Exercise goal - Please filter the entries for the word "limit" and copy every line that has it.

[Source data]
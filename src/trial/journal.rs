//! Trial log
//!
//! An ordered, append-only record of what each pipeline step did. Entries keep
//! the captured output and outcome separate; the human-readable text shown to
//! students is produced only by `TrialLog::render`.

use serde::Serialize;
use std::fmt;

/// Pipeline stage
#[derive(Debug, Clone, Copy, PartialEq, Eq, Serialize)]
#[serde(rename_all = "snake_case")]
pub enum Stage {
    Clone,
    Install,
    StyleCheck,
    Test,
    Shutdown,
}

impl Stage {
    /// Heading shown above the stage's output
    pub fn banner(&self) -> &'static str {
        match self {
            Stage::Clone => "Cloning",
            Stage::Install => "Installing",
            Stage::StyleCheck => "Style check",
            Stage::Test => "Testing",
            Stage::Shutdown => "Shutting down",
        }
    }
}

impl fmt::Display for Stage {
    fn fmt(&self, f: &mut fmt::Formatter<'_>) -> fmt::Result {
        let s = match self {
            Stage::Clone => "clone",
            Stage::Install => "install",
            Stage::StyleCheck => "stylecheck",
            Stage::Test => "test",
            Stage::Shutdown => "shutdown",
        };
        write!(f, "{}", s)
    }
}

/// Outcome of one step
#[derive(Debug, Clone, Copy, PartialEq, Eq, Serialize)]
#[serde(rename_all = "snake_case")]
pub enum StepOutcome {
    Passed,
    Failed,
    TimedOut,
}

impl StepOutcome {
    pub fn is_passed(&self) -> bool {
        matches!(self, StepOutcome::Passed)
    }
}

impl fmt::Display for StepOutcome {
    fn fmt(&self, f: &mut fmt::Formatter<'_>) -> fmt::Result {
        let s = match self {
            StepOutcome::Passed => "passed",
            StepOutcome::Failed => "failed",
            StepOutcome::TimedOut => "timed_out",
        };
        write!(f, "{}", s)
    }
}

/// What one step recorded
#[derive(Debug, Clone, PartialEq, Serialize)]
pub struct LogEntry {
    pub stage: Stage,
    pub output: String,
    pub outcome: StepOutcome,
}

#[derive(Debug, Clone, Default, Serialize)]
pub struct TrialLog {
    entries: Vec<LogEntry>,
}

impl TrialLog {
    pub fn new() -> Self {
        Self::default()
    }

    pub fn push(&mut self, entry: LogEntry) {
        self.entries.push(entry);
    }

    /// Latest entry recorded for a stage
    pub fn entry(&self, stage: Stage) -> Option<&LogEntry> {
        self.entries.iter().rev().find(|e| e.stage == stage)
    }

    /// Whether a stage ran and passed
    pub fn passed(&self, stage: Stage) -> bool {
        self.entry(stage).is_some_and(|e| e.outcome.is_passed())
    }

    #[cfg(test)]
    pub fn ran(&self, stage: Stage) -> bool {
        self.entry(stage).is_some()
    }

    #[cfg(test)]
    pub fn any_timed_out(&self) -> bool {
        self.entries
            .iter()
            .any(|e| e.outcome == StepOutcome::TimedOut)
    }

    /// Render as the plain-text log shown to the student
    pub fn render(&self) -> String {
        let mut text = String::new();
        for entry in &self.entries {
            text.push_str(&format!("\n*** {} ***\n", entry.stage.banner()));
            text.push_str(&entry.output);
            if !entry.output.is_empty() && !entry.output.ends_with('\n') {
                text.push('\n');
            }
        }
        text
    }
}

==

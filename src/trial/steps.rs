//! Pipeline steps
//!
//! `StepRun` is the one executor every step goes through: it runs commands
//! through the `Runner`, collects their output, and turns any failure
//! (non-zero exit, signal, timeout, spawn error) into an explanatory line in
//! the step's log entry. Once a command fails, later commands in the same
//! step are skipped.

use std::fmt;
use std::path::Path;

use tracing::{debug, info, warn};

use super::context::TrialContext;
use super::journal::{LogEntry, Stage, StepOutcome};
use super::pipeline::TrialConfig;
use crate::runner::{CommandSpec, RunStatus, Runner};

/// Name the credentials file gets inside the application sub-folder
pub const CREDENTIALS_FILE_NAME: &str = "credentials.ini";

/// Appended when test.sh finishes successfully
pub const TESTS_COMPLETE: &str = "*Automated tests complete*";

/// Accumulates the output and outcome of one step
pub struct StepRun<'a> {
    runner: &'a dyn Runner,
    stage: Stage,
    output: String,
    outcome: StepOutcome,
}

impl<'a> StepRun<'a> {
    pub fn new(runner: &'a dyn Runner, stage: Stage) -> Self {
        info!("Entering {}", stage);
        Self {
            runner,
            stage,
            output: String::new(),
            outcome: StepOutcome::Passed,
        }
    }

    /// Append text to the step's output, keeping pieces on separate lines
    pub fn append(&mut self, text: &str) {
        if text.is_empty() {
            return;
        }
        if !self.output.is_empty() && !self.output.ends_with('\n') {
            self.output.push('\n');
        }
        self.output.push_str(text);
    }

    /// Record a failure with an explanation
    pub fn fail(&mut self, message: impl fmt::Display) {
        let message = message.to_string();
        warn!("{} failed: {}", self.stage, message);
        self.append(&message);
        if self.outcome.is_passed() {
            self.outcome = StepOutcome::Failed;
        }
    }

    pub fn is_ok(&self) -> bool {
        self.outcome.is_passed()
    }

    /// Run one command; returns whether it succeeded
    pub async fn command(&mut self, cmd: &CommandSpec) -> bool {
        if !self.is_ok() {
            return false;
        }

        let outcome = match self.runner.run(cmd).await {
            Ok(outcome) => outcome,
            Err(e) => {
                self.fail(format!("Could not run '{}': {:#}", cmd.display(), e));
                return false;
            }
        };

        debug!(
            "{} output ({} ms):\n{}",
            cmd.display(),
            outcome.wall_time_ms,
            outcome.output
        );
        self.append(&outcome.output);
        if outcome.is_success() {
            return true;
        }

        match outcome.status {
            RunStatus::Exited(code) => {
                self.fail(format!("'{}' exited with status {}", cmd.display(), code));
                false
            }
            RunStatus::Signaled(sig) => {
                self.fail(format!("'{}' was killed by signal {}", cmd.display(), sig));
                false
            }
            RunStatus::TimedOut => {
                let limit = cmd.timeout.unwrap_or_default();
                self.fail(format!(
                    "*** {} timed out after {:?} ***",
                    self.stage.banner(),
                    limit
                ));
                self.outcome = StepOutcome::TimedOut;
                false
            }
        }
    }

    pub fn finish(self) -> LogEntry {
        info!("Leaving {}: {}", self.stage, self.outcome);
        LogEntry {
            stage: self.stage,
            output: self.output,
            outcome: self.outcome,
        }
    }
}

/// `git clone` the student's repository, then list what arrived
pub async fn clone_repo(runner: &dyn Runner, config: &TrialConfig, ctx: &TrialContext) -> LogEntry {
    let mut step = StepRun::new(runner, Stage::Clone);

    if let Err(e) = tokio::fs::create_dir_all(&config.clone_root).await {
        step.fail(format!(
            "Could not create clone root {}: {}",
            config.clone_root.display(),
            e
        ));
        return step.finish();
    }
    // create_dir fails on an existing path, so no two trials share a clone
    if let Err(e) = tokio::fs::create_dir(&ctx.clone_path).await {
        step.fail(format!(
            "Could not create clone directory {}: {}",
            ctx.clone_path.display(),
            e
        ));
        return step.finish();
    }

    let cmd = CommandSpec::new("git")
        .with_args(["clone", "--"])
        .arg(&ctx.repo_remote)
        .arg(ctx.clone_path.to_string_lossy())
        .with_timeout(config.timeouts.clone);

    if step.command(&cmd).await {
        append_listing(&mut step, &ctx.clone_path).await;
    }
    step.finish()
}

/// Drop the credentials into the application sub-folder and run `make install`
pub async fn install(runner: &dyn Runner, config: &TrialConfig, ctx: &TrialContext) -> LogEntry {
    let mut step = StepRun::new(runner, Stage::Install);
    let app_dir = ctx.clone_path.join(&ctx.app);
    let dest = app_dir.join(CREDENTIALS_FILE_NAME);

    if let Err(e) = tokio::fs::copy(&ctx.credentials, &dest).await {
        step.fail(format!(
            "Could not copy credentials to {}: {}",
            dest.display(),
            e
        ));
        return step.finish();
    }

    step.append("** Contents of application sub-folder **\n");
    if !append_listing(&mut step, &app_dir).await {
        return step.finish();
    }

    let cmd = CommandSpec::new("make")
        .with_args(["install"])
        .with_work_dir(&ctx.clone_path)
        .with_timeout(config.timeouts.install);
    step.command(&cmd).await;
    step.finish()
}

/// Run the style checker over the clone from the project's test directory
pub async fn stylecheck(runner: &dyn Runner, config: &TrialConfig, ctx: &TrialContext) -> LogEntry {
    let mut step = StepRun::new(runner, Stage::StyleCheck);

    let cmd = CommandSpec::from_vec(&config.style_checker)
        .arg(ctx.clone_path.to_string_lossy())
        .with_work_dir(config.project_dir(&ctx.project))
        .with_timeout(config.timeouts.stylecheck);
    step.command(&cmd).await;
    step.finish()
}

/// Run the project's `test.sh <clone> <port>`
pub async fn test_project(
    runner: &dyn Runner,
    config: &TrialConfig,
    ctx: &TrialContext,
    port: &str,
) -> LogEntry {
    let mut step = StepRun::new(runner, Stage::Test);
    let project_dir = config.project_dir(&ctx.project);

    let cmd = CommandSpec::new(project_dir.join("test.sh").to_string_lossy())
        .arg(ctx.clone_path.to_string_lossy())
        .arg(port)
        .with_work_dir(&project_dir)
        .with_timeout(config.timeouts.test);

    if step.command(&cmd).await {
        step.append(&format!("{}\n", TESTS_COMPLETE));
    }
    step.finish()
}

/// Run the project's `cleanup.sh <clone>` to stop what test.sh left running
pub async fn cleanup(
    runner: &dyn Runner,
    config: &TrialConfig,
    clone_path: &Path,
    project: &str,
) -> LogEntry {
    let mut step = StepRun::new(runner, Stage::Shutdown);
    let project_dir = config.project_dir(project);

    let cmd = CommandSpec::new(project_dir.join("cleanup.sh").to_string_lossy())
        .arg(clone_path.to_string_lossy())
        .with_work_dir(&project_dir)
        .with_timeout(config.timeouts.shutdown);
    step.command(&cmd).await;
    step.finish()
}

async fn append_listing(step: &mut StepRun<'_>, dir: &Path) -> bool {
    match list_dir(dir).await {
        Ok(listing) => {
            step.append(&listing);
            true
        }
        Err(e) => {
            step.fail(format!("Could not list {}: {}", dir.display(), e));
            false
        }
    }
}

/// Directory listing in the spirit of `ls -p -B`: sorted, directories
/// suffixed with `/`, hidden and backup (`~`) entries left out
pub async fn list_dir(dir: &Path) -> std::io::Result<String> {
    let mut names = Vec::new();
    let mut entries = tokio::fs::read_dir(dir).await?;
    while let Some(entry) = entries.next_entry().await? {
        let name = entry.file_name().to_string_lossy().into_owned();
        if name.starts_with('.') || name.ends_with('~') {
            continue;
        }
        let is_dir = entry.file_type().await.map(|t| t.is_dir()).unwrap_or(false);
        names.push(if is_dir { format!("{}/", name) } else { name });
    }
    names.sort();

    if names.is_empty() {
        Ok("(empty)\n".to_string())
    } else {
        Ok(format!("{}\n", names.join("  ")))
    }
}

Response area -
                let limit = cmd.timeout.unwrap_or_default();
                    limit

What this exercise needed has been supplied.